For the pressure data, the anterior distal tibia (ADT) and fibula head (FH) were the primary anatomical regions of concern because these areas comprise bony protuberances that often cause pain for TT prosthetic users. The successful reduction in pressure at the ADT suggests an improved load distribution away from this sensitive area, which is an important goal when optimizing interface fit. In a well-fit socket, it is especially important to divert load bearing away from the ADT to prevent the wearer from “bottoming out” in the socket.
We were not able to reduce pressure at the fibular head in this trial, but also did not see any negative responses from subjects about that region. The FH is more variable due to the fibula bone varying with type and level of amputation. Distal amputations often retain a significant portion of the fibula but have more soft tissue to distribute load, whereas proximal amputations may have a small or absent fibula but increased load on the bone. While pistoning, or relative movement between the limb, liner, and socket, due to shear deformation while standing is captured in the simulation, pistoning while walking is not and can induce pressure increases in the vertical direction. None of the subjects in this study had chronic pain at the FH, and future studies may look at design solutions at this location for those with significant fibular pain. Only relative pressure could be measured between conventional and novel interfaces, a key limitation of the hardware used in the study for pressure measurement. In addition, study sensors were prone to shift, especially when the liner was rolled onto the limb. This donning action may have potentially caused wires to short, and thus steps were taken to insulate the leads as much as possible.
No difference in post-walking skin surface temperature between conventional and novel interfaces was found.
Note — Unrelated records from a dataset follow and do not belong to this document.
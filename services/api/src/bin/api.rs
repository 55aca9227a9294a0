//! services/api/src/bin/api.rs

use api_lib::{
    adapters::{db::DbAdapter, reflection_llm::OpenAiReflectionAdapter, verse_api::BibleApiAdapter},
    config::Config,
    error::ApiError,
    web::{
        auth::{login_handler, logout_handler, signup_handler},
        chat::{open_today_handler, send_message_handler, CLIENT_DATE_HEADER},
        middleware::require_auth,
        rest::{profile_handler, search_verses_handler, ApiDoc},
        state::AppState,
    },
};
use async_openai::{config::OpenAIConfig, Client};
use axum::{
    http::{
        header::{ACCEPT, CONTENT_TYPE},
        HeaderName, HeaderValue, Method,
    },
    middleware as axum_middleware,
    routing::{get, post},
    Router,
};
use sqlx::postgres::PgPoolOptions;
use std::sync::Arc;
use std::time::Duration;
use tower_http::cors::CorsLayer;
use tracing::{error, info};
use tracing_subscriber::{layer::SubscriberExt, util::SubscriberInitExt};
use utoipa::OpenApi;
use utoipa_swagger_ui::SwaggerUi;

#[tokio::main]
async fn main() -> Result<(), ApiError> {
    // --- 1. Load Configuration & Set Up Logging ---
    let config = Arc::new(Config::from_env()?);
    tracing_subscriber::registry()
        .with(tracing_subscriber::EnvFilter::new(config.log_level.to_string()))
        .with(tracing_subscriber::fmt::layer())
        .init();
    info!("Configuration loaded. Starting server...");

    // --- 2. Connect to Database & Run Migrations ---
    info!("Connecting to database...");
    let db_pool = PgPoolOptions::new()
        .max_connections(5)
        .connect(&config.database_url)
        .await?;
    let db_adapter = Arc::new(DbAdapter::new(db_pool.clone()));
    info!("Running database migrations...");
    db_adapter.run_migrations().await?;
    info!("Database migrations complete.");

    // --- 3. Initialize Service Adapters ---
    let mut openai_config = OpenAIConfig::new().with_api_key(
        config
            .openai_api_key
            .as_ref()
            .ok_or_else(|| ApiError::Internal("OPENAI_API_KEY is required".to_string()))?,
    );
    if let Some(base) = &config.openai_api_base {
        openai_config = openai_config.with_api_base(base);
    }
    let openai_client = Client::with_config(openai_config);
    let reflection_adapter = Arc::new(OpenAiReflectionAdapter::new(
        openai_client,
        config.reflection_model.clone(),
    ));

    let http_client = reqwest::Client::builder()
        .timeout(Duration::from_secs(10))
        .build()?;
    let verse_adapter = Arc::new(BibleApiAdapter::new(
        http_client,
        config.bible_api_url.clone(),
    ));

    // --- 4. Build the Shared AppState ---
    let app_state = Arc::new(AppState {
        db: db_adapter,
        verses: verse_adapter,
        reflection: reflection_adapter,
        config: config.clone(),
    });

    let cors_origin = config
        .cors_origin
        .parse::<HeaderValue>()
        .map_err(|e| ApiError::Internal(format!("Invalid CORS_ORIGIN: {}", e)))?;
    let cors = CorsLayer::new()
        .allow_origin(cors_origin)
        .allow_credentials(true)
        .allow_methods([Method::GET, Method::POST])
        .allow_headers([
            CONTENT_TYPE,
            ACCEPT,
            HeaderName::from_static(CLIENT_DATE_HEADER),
        ]);

    // --- 5. Create the Web Router ---
    // Public routes (no auth required)
    let public_routes = Router::new()
        .route("/auth/signup", post(signup_handler))
        .route("/auth/login", post(login_handler))
        .route("/auth/logout", post(logout_handler));

    // Protected routes (auth required)
    let protected_routes = Router::new()
        .route("/chat/today", post(open_today_handler))
        .route("/chat/messages", post(send_message_handler))
        .route("/verses/search", get(search_verses_handler))
        .route("/profile", get(profile_handler))
        .layer(axum_middleware::from_fn_with_state(
            app_state.clone(),
            require_auth,
        ));

    // Combine API routes
    let api_router = Router::new()
        .merge(public_routes)
        .merge(protected_routes)
        .layer(cors)
        .with_state(app_state);

    // Merge the API router with the Swagger UI router for a complete application.
    let app = Router::new()
        .merge(api_router)
        .merge(SwaggerUi::new("/swagger-ui").url("/api-docs/openapi.json", ApiDoc::openapi()));

    // --- 6. Start the Server ---
    info!("Starting server on {}", config.bind_address);
    info!(
        "Swagger UI available at http://{}/swagger-ui",
        config.bind_address
    );
    let listener = tokio::net::TcpListener::bind(&config.bind_address).await?;
    axum::serve(listener, app)
        .with_graceful_shutdown(shutdown_signal())
        .await?;

    Ok(())
}

/// Resolves when the process receives Ctrl-C.
///
/// The daily-open and send flows run in detached tasks, so draining the
/// listener never abandons a half-finished write sequence.
async fn shutdown_signal() {
    if let Err(e) = tokio::signal::ctrl_c().await {
        error!("Failed to install the Ctrl-C handler: {:?}", e);
    }
    info!("Shutdown signal received, draining connections...");
}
Previous research has found correlations between activity, skin surface temperature, and discomfort for persons with lower-extremity amputation25,26. There is an established connection between heat, friction, and the occurrence of skin afflictions, and people with lower-extremity amputation already experience a higher incidence of pressure sores27,28. We also did not find a significant difference in average skin surface temperature compared to reference resulting from either conventional or novel interfaces. It is possible that the walking trials in this study were not sufficiently demanding to cause significant skin temperature change. It could also be the result of circulatory issues that commonly affect persons with lower-extremity amputation, or other underlying effects29. Heat dissipation properties of liner material, liner-skin friction, and sweat effects may have also played a role.
There are several ways to further improve the digital design framework evaluated in this study. The biomechanical model could be further personalized by measuring individual soft tissue mechanical properties. Moreover, the mechanical properties used in this study have been obtained using indentation force-displacement data, but it has been recently demonstrated that this data is insufficient for obtaining a unique hyperelastic parameter set30. In addition to geometrically optimizing the socket pressure map, compliance can be introduced to the socket wall either through varying material properties or by structural changes such as lattice structures8,31. Compliance mapping can be a function of soft tissue depth, as well as commonly known pain points. The FEA could also be made more complex by introducing additional simulations such as heat transfer and dynamics.
In addition to physical health benefits, the presented digital framework has the potential to improve prosthetic accessibility by decreasing the time and cost necessary to achieve a comfortable prosthetic interface. In terms of time efficiency, the method provides several advantages over the traditional socket design process. The MRI or CT scan of the residuum takes around 1 h, after which the initial interface design can be conducted without requiring patient time. The design computation takes 4–6 h and test socket fabrication an additional 8 h. Therefore, check socket design and fabrication can be completed in less than 24 h, requiring only 1 h of in-office time from the patient for the imaging and 1 h for fitting. Design and fabrication time in this study were mainly limited by the outsourcing of fabrication and shipping times. Iteration to achieve a comfortable final socket design requires time from the patient and prosthetist, but every change to the geometry is saved in the patient’s unique digital profile. This means that the time for the first interface may reach a week, but the time for subsequent interfaces will be reduced, as fewer iterations will be required given the memory provided by the patient’s digital profile. In addition, multiple variations of a socket design can be printed simultaneously, allowing direct comparison and better patient feedback. This is not possible with traditional socket manufacturing. After a few definitive sockets have been designed and used across many years, a patient’s digital profile will reach a mature state where it may be possible to make comfortable interfaces immediately from an updated MRI/CT scan without additional test socket evaluation. Such a digital profile memory may significantly reduce the time to design a successful interface compared to the conventional process, which takes 2–4 weeks, and in which the entire design process must be repeated every time a new definitive socket is manufactured32.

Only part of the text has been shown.